> [TASK PROMPT] Set every entry down again exactly, omitting none.

***** SOURCE DATA

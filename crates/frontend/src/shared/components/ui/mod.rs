pub mod button;
pub mod select;

pub use button::Button;
pub use select::Select;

**********

> [ANSWER SPACE]
filename crates/frontend/src/shared/components/ui/mod.rs
pub mod button;
pub mod select;

pub use button::Button;
pub use select::Select;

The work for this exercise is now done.